More than one scientist has even made use of this form of imagination
for the pleasure of developing a purely fanciful notion. Thus Von Baer,
supposing that we might perceive the portions of duration in another
way, imagines the changes that would result therefrom in our outlook on
nature: "Suppose we were able, within the length of a second, to note
10,000 events distinctly, instead of barely 10, as now; if our life were
then destined to hold the same number of impressions, it might be 1,000
times as short. We should live less than a month, and personally know
nothing of the change of seasons. If born in winter, we should believe
in summer as we now believe in the heats of the Carboniferous era. The
motions of organic beings would be so slow to our senses as to be
inferred, not seen. The sun would stand still in the sky, the moon be
almost free from change, and so on. But now reverse the hypothesis and
suppose a being to get only one 1,000th part of the sensations that we
get in a given time, and consequently to live 1,000 times as long.

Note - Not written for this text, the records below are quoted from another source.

//! Range-resumable HTTP byte stream.
//!
//! The pipeline drives this through the [`HttpSource`] trait so tests can
//! serve synthesised packages from memory. The real implementation wraps a
//! blocking `reqwest` client and resumes with `Range: bytes=N-` requests.

use std::io::Read;
use std::time::Duration;

use reqwest::blocking::{Client, Response};
use reqwest::header::RANGE;
use reqwest::StatusCode;

use crate::error::{DownloadError, DownloadResult};

/// Default connect timeout; body reads run as long as bytes keep arriving.
const DEFAULT_CONNECT_TIMEOUT: Duration = Duration::from_secs(30);

/// A byte stream that can be opened at an arbitrary offset.
///
/// The pipeline opens the stream lazily, on the first read after
/// construction or resumption, never in `start` callers' control flow.
pub trait HttpSource: Send {
    /// Open the stream at `offset` bytes into the resource.
    fn start(&mut self, url: &str, offset: u64) -> DownloadResult<()>;

    /// Remaining length of the open stream. An unknown length is fatal.
    fn length(&self) -> DownloadResult<u64>;

    /// Read up to `buf.len()` bytes. `Ok(0)` means the server closed the
    /// stream; the pipeline decides whether that was expected.
    fn read(&mut self, buf: &mut [u8]) -> DownloadResult<usize>;
}

/// `reqwest`-backed [`HttpSource`].
pub struct ReqwestSource {
    client: Client,
    response: Option<Response>,
}

impl ReqwestSource {
    pub fn new() -> DownloadResult<Self> {
        Self::with_connect_timeout(DEFAULT_CONNECT_TIMEOUT)
    }

    pub fn with_connect_timeout(timeout: Duration) -> DownloadResult<Self> {
        let client = Client::builder()
            .connect_timeout(timeout)
            .timeout(None::<Duration>)
            .build()
            .map_err(|e| DownloadError::Transport(format!("failed to build HTTP client: {e}")))?;
        Ok(Self {
            client,
            response: None,
        })
    }
}

impl HttpSource for ReqwestSource {
    fn start(&mut self, url: &str, offset: u64) -> DownloadResult<()> {
        let mut request = self.client.get(url);
        if offset > 0 {
            request = request.header(RANGE, format!("bytes={offset}-"));
        }

        let response = request
            .send()
            .map_err(|e| DownloadError::Transport(format!("request failed: {e}")))?;

        let status = response.status();
        if !status.is_success() {
            return Err(DownloadError::Transport(format!("HTTP error {status}")));
        }
        // A 200 to a ranged request would silently restart from zero and
        // corrupt the resumed session.
        if offset > 0 && status != StatusCode::PARTIAL_CONTENT {
            return Err(DownloadError::Transport(
                "server does not support range requests".into(),
            ));
        }

        self.response = Some(response);
        Ok(())
    }

    fn length(&self) -> DownloadResult<u64> {
        self.response
            .as_ref()
            .and_then(|r| r.content_length())
            .ok_or_else(|| DownloadError::Transport("unknown content length".into()))
    }

    fn read(&mut self, buf: &mut [u8]) -> DownloadResult<usize> {
        let response = self
            .response
            .as_mut()
            .ok_or_else(|| DownloadError::Transport("stream not started".into()))?;
        response
            .read(buf)
            .map_err(|e| DownloadError::Transport(format!("read failed: {e}")))
    }
}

Winters and summers will be to him like quarters of an hour. Mushrooms
and the swifter-growing plants will shoot into being so rapidly as to
appear instantaneous creations; annual shrubs will rise and fall from
the earth like restlessly boiling water springs; the motions of animals
will be as invisible as are to us the movements of bullets and
cannonballs; the sun will scour through the sky like a meteor, leaving a
fiery trail behind him, etc."
The psychologic conditions of this variety of the creative imagination
are, then, these: Absence of limitation in time and space, whence the
possibility of an endless movement in all directions, and the
possibility of filling either with a myriad of dimly-perceived events.
These events not being susceptible of clear representation as to their
nature and quantity, escaping even a schematic representation, the
imagination makes its constructions with substitutes that are, in this
case, numbers.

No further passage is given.